Your goal: Lines below that include "debug" are the answer; copy each one.
= = = = = = =
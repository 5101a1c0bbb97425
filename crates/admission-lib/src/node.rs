//! Node admission control
//!
//! Composition root wiring settings, the resource tracker, the perf stats
//! monitor and the admission controllers for one node. Constructed once by the
//! host and shared through an `Arc`.

use crate::classify::ActionClassifier;
use crate::cluster::{ClusterInfo, StaticClusterInfo};
use crate::controllers::ControllerContext;
use crate::dispatcher::AdmissionControlService;
use crate::error::{AdmissionError, SettingsError};
use crate::health::{components, HealthRegistry};
use crate::models::ActionType;
use crate::monitor::PerfStatsMonitor;
use crate::observability::{AdmissionMetrics, StructuredLogger};
use crate::perf_stats::NodePerfStats;
use crate::settings::{AdmissionControlSettings, DynamicSettings};
use crate::state::{AdmissionControllerState, NodeAdmissionStates};
use crate::stats::{AdmissionControlStats, EvaluationResponse};
use crate::tracker::{ResourceProbe, ResourceTracker, ResourceTrackerBuilder, TrackerSnapshots};
use crate::usage::ResourceUsageCollector;
use anyhow::Result;
use parking_lot::Mutex;
use serde_json::{Map, Value};
use std::sync::Arc;
use tokio::task::JoinHandle;
use tokio_util::sync::CancellationToken;
use tracing::{debug, info, warn};

pub struct NodeAdmissionControl {
    node_id: String,
    settings: DynamicSettings,
    usage: Arc<ResourceUsageCollector>,
    service: Arc<AdmissionControlService>,
    monitor: Arc<PerfStatsMonitor>,
    classifier: ActionClassifier,
    health: HealthRegistry,
    metrics: AdmissionMetrics,
    logger: StructuredLogger,
    snapshots: TrackerSnapshots,
    tracker: Mutex<Option<ResourceTracker>>,
    tasks: Mutex<Vec<JoinHandle<()>>>,
    token: CancellationToken,
}

impl NodeAdmissionControl {
    pub fn builder() -> NodeAdmissionControlBuilder {
        NodeAdmissionControlBuilder::new()
    }

    /// Spawn the resource tracker and the perf stats monitor.
    ///
    /// A node starts once; after [`stop`](Self::stop) it cannot be restarted.
    pub async fn start(&self) -> Result<()> {
        let tracker = self
            .tracker
            .lock()
            .take()
            .ok_or_else(|| anyhow::anyhow!("Admission control already started"))?;

        self.health.register(components::RESOURCE_TRACKER).await;
        self.health.register(components::PERF_STATS_MONITOR).await;
        self.health.register(components::ADMISSION_CONTROLLERS).await;

        let tracker_handle = tokio::spawn(tracker.run(self.token.child_token()));
        let monitor_handle = tokio::spawn(self.monitor.clone().run(self.token.child_token()));
        self.tasks.lock().extend([tracker_handle, monitor_handle]);

        self.health.set_ready(true).await;
        self.logger
            .log_startup(env!("CARGO_PKG_VERSION"), self.settings.current().transport_mode);
        Ok(())
    }

    /// Cancel the background tasks and wait for them to finish
    pub async fn stop(&self) {
        self.health.set_ready(false).await;
        self.token.cancel();

        let handles = std::mem::take(&mut *self.tasks.lock());
        for handle in handles {
            if let Err(e) = handle.await {
                warn!(error = %e, "Admission control task ended abnormally");
            }
        }
        info!(node_id = %self.node_id, "Admission control stopped");
    }

    pub fn node_id(&self) -> &str {
        &self.node_id
    }

    pub fn service(&self) -> &Arc<AdmissionControlService> {
        &self.service
    }

    pub fn monitor(&self) -> &Arc<PerfStatsMonitor> {
        &self.monitor
    }

    pub fn usage(&self) -> &Arc<ResourceUsageCollector> {
        &self.usage
    }

    pub fn health(&self) -> &HealthRegistry {
        &self.health
    }

    pub fn classifier(&self) -> &ActionClassifier {
        &self.classifier
    }

    pub fn settings(&self) -> Arc<AdmissionControlSettings> {
        self.settings.current()
    }

    /// Apply dynamic setting changes; nothing changes if any key is rejected
    pub fn update_settings(&self, changes: &Map<String, Value>) -> Result<Vec<String>, SettingsError> {
        let updated = self.settings.update(changes)?;
        self.metrics.inc_settings_updates();
        self.logger.log_settings_updated(&updated);
        Ok(updated)
    }

    /// Fold a perf record received from another node
    pub fn record_node_perf_stats(
        &self,
        node_id: &str,
        stats: NodePerfStats,
    ) -> Option<AdmissionControllerState> {
        self.monitor.record_node_perf_stats(node_id, stats)
    }

    /// Run an action through the controllers.
    ///
    /// Without an explicit type the action name is classified; unclassified
    /// actions are admitted. Rejections are reported in the response,
    /// configuration errors are returned.
    pub fn evaluate(
        &self,
        action: &str,
        action_type: Option<ActionType>,
    ) -> Result<EvaluationResponse, AdmissionError> {
        let Some(action_type) = action_type.or_else(|| self.classifier.classify_action(action)) else {
            debug!(action = %action, "Action not subject to admission control");
            return Ok(EvaluationResponse {
                admitted: true,
                action_type: None,
                reason: None,
            });
        };

        match self.service.apply(action, action_type) {
            Ok(()) => Ok(EvaluationResponse {
                admitted: true,
                action_type: Some(action_type.to_string()),
                reason: None,
            }),
            Err(err @ AdmissionError::Rejected(_)) => Ok(EvaluationResponse {
                admitted: false,
                action_type: Some(action_type.to_string()),
                reason: Some(err.to_string()),
            }),
            Err(err) => Err(err),
        }
    }

    pub fn stats(&self) -> AdmissionControlStats {
        AdmissionControlStats {
            node_id: self.node_id.clone(),
            timestamp: chrono::Utc::now().timestamp_millis(),
            transport_mode: self.settings.current().transport_mode,
            controllers: self.service.rejection_stats(),
            resources: self.snapshots.get(),
            node_states: self.monitor.states().snapshot(),
            node_perf_stats: self.monitor.all_node_perf_stats(),
        }
    }
}

/// Builder for [`NodeAdmissionControl`]
pub struct NodeAdmissionControlBuilder {
    node_id: Option<String>,
    probe: Option<Arc<dyn ResourceProbe>>,
    cluster: Option<Arc<dyn ClusterInfo>>,
    settings: AdmissionControlSettings,
    classifier: ActionClassifier,
}

impl NodeAdmissionControlBuilder {
    pub fn new() -> Self {
        Self {
            node_id: None,
            probe: None,
            cluster: None,
            settings: AdmissionControlSettings::default(),
            classifier: ActionClassifier::default(),
        }
    }

    pub fn node_id(mut self, node_id: impl Into<String>) -> Self {
        self.node_id = Some(node_id.into());
        self
    }

    pub fn probe(mut self, probe: Arc<dyn ResourceProbe>) -> Self {
        self.probe = Some(probe);
        self
    }

    /// Cluster view; defaults to a node that is ready immediately
    pub fn cluster(mut self, cluster: Arc<dyn ClusterInfo>) -> Self {
        self.cluster = Some(cluster);
        self
    }

    pub fn settings(mut self, settings: AdmissionControlSettings) -> Self {
        self.settings = settings;
        self
    }

    pub fn classifier(mut self, classifier: ActionClassifier) -> Self {
        self.classifier = classifier;
        self
    }

    pub fn build(self) -> Result<NodeAdmissionControl> {
        let probe = self
            .probe
            .ok_or_else(|| anyhow::anyhow!("Probe is required"))?;
        let cluster = match (self.cluster, self.node_id) {
            (Some(cluster), _) => cluster,
            (None, Some(node_id)) => Arc::new(StaticClusterInfo::ready(node_id)) as Arc<dyn ClusterInfo>,
            (None, None) => anyhow::bail!("Node id or cluster info is required"),
        };
        let node_id = cluster.local_node_id().to_string();

        let tracker_settings = self.settings.tracker.clone();
        let settings = DynamicSettings::new(self.settings)?;
        let usage = Arc::new(ResourceUsageCollector::new(tracker_settings.max_stats_age()));
        let metrics = AdmissionMetrics::new();
        let logger = StructuredLogger::new(&node_id);
        let health = HealthRegistry::new();
        let token = CancellationToken::new();

        let ctx = ControllerContext {
            usage: usage.clone(),
            cluster,
            settings: settings.subscribe(),
            metrics: metrics.clone(),
            logger: logger.clone(),
        };
        let service = Arc::new(AdmissionControlService::new(ctx));

        let states = Arc::new(NodeAdmissionStates::new(
            settings.subscribe(),
            token.child_token(),
            metrics.clone(),
            logger.clone(),
        ));
        let monitor = Arc::new(PerfStatsMonitor::new(
            &node_id,
            states,
            usage.clone(),
            settings.subscribe(),
        ));

        let tracker = ResourceTrackerBuilder::new()
            .node_id(&node_id)
            .probe(probe)
            .collector(usage.clone())
            .settings(tracker_settings)
            .health(health.clone())
            .build()?;
        let snapshots = tracker.snapshots();

        Ok(NodeAdmissionControl {
            node_id,
            settings,
            usage,
            service,
            monitor,
            classifier: self.classifier,
            health,
            metrics,
            logger,
            snapshots,
            tracker: Mutex::new(Some(tracker)),
            tasks: Mutex::new(Vec::new()),
            token,
        })
    }
}

impl Default for NodeAdmissionControlBuilder {
    fn default() -> Self {
        Self::new()
    }
}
= = = = = = =
Solution for this problem:
use tracing::{debug, info, warn};
            debug!(action = %action, "Action not subject to admission control");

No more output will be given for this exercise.